Asymmetric Synthesis of 3,4-Disubstituted 2‑(Trifluoromethyl)pyrrolidines through Rearrangement of Chiral 2‑(2,2,2-Trifluoro-1-hydroxyethyl)azetidines

Enantiopure 4-formyl-β-lactams were deployed as synthons for the diastereoselective formation of chiral 2-(2,2,2-trifluoro-1-hydroxyethyl)­azetidines via trifluoromethylation through aldehyde modification followed by reductive removal of the β-lactam carbonyl moiety.
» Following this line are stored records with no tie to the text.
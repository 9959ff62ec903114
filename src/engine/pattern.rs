//! Wildcard bit patterns for the dispatch table.
//!
//! An instruction encoding is described by a pattern string of `0`, `1` and
//! `?` characters, most significant bit first, with spaces allowed as field
//! separators. `0`/`1` are literal bits, `?` matches either value.

use thiserror::Error;

/// Construction-time dispatch-table defects. These are caught while the
/// table is built, before any instruction executes.
#[derive(Debug, Error, Clone, PartialEq, Eq)]
pub enum TableError {
    #[error("pattern for '{name}' has {got} significant characters, expected 32")]
    BadLength { name: &'static str, got: usize },

    #[error("pattern for '{name}' contains invalid character {ch:?}")]
    BadChar { name: &'static str, ch: char },

    #[error("dispatch table must end with an all-wildcard catch-all entry")]
    MissingCatchAll,

    #[error("entry '{name}' is unreachable: every word it matches is claimed by '{shadowed_by}'")]
    Unreachable {
        name: &'static str,
        shadowed_by: &'static str,
    },
}

/// A compiled 32-bit match pattern: a word matches iff all bits selected by
/// `mask` equal the corresponding bits of `expected`.
#[derive(Debug, Clone, Copy, PartialEq, Eq)]
pub struct Pattern {
    mask: u32,
    expected: u32,
}

impl Pattern {
    /// Compile a pattern string. `name` is only used in error reports.
    pub fn parse(name: &'static str, text: &str) -> Result<Pattern, TableError> {
        let mut mask: u64 = 0;
        let mut expected: u64 = 0;
        let mut len = 0usize;
        for ch in text.chars() {
            match ch {
                ' ' => continue,
                '0' | '1' | '?' => {
                    mask <<= 1;
                    expected <<= 1;
                    if ch != '?' {
                        mask |= 1;
                        if ch == '1' {
                            expected |= 1;
                        }
                    }
                    len += 1;
                    if len > 32 {
                        // Keep counting would overflow the accumulators.
                        return Err(TableError::BadLength {
                            name,
                            got: text.chars().filter(|c| *c != ' ').count(),
                        });
                    }
                }
                _ => return Err(TableError::BadChar { name, ch }),
            }
        }
        if len != 32 {
            return Err(TableError::BadLength { name, got: len });
        }
        Ok(Pattern {
            mask: mask as u32,
            expected: expected as u32,
        })
    }

    /// True iff every literal bit of the pattern equals the corresponding
    /// bit of `word`.
    #[inline]
    pub fn matches(self, word: u32) -> bool {
        word & self.mask == self.expected
    }

    /// True for the all-wildcard pattern that matches every word.
    pub fn is_catch_all(self) -> bool {
        self.mask == 0
    }

    /// True iff `self` matches every word that `other` matches, i.e. `self`
    /// fixes a subset of `other`'s bits and agrees with it on all of them.
    /// An earlier shadowing entry makes a later one unreachable.
    pub fn shadows(self, other: Pattern) -> bool {
        self.mask & !other.mask == 0 && other.expected & self.mask == self.expected
    }
}
//! RISC-V64 integer instruction interpreter core.
//!
//! One [`Engine::step`] call turns a raw 32-bit instruction word plus the
//! current processor state into a state mutation and a next program
//! counter. Instruction recognition uses an ordered table of wildcard bit
//! patterns; the first matching entry selects the operand format and the
//! semantic action.
//!
//! The surrounding simulator owns the register file and memory and drives
//! the fetch-execute loop; the engine owns only the immutable dispatch
//! table.
//!
//! ```
//! use rv64_core::{Bus, Dram, Engine, RegisterFile, StepOutcome};
//!
//! let engine = Engine::new().unwrap();
//! let mut regs = RegisterFile::new();
//! let mut dram = Dram::new(0x8000_0000, 4096);
//!
//! // addi x5, x0, 1
//! dram.write32(0x8000_0000, 0x00100293).unwrap();
//! let outcome = engine.step(0x8000_0000, &mut regs, &mut dram);
//!
//! assert_eq!(outcome, StepOutcome::Continue(0x8000_0004));
//! assert_eq!(regs.read(5), 1);
//! ```

pub mod bus;
pub mod cpu;
pub mod dram;
pub mod engine;

pub use bus::Bus;
pub use cpu::core::Engine;
pub use cpu::regs::{REG_A0, REG_ZERO, RegisterFile};
pub use cpu::types::{AccessKind, Fault, StepOutcome};
pub use dram::{DRAM_BASE, Dram, MemoryError};
pub use engine::decode::{Format, Operands};
pub use engine::pattern::{Pattern, TableError};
Subsequent treatment of the (in situ) activated 2-trifluoroethylated azetidines with a variety of nitrogen, oxygen, sulfur, and fluorine nucleophiles afforded chiral 3,4-disubstituted 2-(trifluoromethyl)­pyrrolidines in good to excellent yields (45–99%) and high diastereoselectivities (dr >99/1, 1H NMR) via interception of bicyclic aziridinium intermediates. Furthermore, representative pyrrolidines were N,O-debenzylated in a selective way and used for further synthetic elaboration to produce, for example, a CF3-substituted 2-oxa-4,7-diazabicyclo[3.3.0]­octan-3-one system.